Foreigners seeking a permanent partner visa in Australia will have to pass an English test, the country’s government plans.
The controversial prerequisite, if approved by parliament, would apply to applicants from mid-2021.
It would require them and their partners – who must be permanent residents – to reach a certain level.
Critics have called the change “discriminatory”, but the government says it will build “social cohesion”.
“We will require an applicant and a sponsor to have met functional level English or to have at least made reasonable efforts to learn English,” Immigration Minister Alan Tudge said.
In recent years, Australia’s conservative government has called for prospective migrants to face mandatory, rigorous testing on their English language skills.
More than one-fifth of Australia’s population speaks a language other than English at home, with the figure above 35% in the largest cities of Sydney and Melbourne.
Why has the government announced this?
Mr Tudge said there were about one million people living in Australia with poor or no English skills, which he argued limited their work and social skills.
He said the new changes would also help protect vulnerable immigrants from controlling partners.
“In some cases, the husband will not want his partner or wife to learn English.
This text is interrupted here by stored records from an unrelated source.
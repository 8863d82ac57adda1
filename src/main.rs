//! Azure provider extension - mutating admission webhooks for Gardener

use std::net::SocketAddr;
use std::path::PathBuf;
use std::sync::Arc;

use anyhow::Context as _;
use clap::Parser;
use kube::Client;
use tracing::info;

use azure_common::telemetry::{init_telemetry, TelemetryConfig};
use azure_webhook::{webhook_router, FlowMutator, KubeClusterLookup, SentinelKeys, ShootMutator};

/// Mutating admission webhooks of the Gardener Azure provider extension
#[derive(Parser, Debug)]
#[command(name = "provider-azure-webhook", version, about, long_about = None)]
struct Cli {
    /// Address the webhook server listens on
    #[arg(long, env = "WEBHOOK_BIND_ADDRESS", default_value = "0.0.0.0:10250")]
    bind_address: SocketAddr,

    /// PEM certificate served to the API server
    ///
    /// Without a certificate and key the server speaks plain HTTP.
    #[arg(long, env = "WEBHOOK_TLS_CERT_FILE", requires = "tls_key_file")]
    tls_cert_file: Option<PathBuf>,

    /// PEM private key for the serving certificate
    #[arg(long, env = "WEBHOOK_TLS_KEY_FILE", requires = "tls_cert_file")]
    tls_key_file: Option<PathBuf>,

    /// Service name reported in traces
    #[arg(
        long,
        env = "OTEL_SERVICE_NAME",
        default_value = "gardener-extension-provider-azure"
    )]
    service_name: String,
}

#[tokio::main]
async fn main() -> anyhow::Result<()> {
    // aws-lc-rs must be the process-wide provider before any TLS config is built
    if let Err(e) = rustls::crypto::aws_lc_rs::default_provider().install_default() {
        eprintln!("CRITICAL: Failed to install crypto provider: {:?}", e);
        std::process::exit(1);
    }

    let cli = Cli::parse();

    init_telemetry(TelemetryConfig {
        service_name: cli.service_name.clone(),
        ..Default::default()
    })?;

    let client = Client::try_default()
        .await
        .context("failed to create Kubernetes client")?;

    let lookup = Arc::new(KubeClusterLookup::new(client));
    let app = webhook_router(
        Arc::new(ShootMutator::new()),
        Arc::new(FlowMutator::new(lookup, SentinelKeys::default())),
    );

    match (cli.tls_cert_file, cli.tls_key_file) {
        (Some(cert), Some(key)) => {
            let tls_config = axum_server::tls_rustls::RustlsConfig::from_pem_file(&cert, &key)
                .await
                .with_context(|| format!("failed to load TLS config from {}", cert.display()))?;

            info!(addr = %cli.bind_address, "Starting HTTPS webhook server");
            axum_server::bind_rustls(cli.bind_address, tls_config)
                .serve(app.into_make_service())
                .await
                .context("HTTPS webhook server error")?;
        }
        _ => {
            let listener = tokio::net::TcpListener::bind(cli.bind_address)
                .await
                .with_context(|| format!("failed to bind {}", cli.bind_address))?;

            info!(addr = %cli.bind_address, "Starting HTTP webhook server");
            axum::serve(listener, app)
                .await
                .context("HTTP webhook server error")?;
        }
    }

    Ok(())
}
And in part that’s for control reasons,” he said.
He said “reasonable efforts to learn” would constitute an applicant taking about 500 hours of English classes which would be available under a free government programme.
What’s been the reaction?
The Labor opposition said the partner visa changes “take us back to the 1950s”.
“English proficiency isn’t a test of someone’s love,” said Andrew Giles, shadow minister for multicultural affairs.
Couples facing the partner application process have told local media the requirement is an “additional burden” to the existing two-stage application process.
Currently there is a two-year waiting period for permanent partner visas, and applications start from A$7,715 (£4,260; $5,500).
About 40,000 visas were granted in 2017-2018 according to the most recent figures, and there were double that number in pending applications.
The new requirement has also sparked public criticism in a nation where over 300 languages are spoken.
Australia is forecast to see its first drop in net overseas migration since World World Two due to the coronavirus pandemic.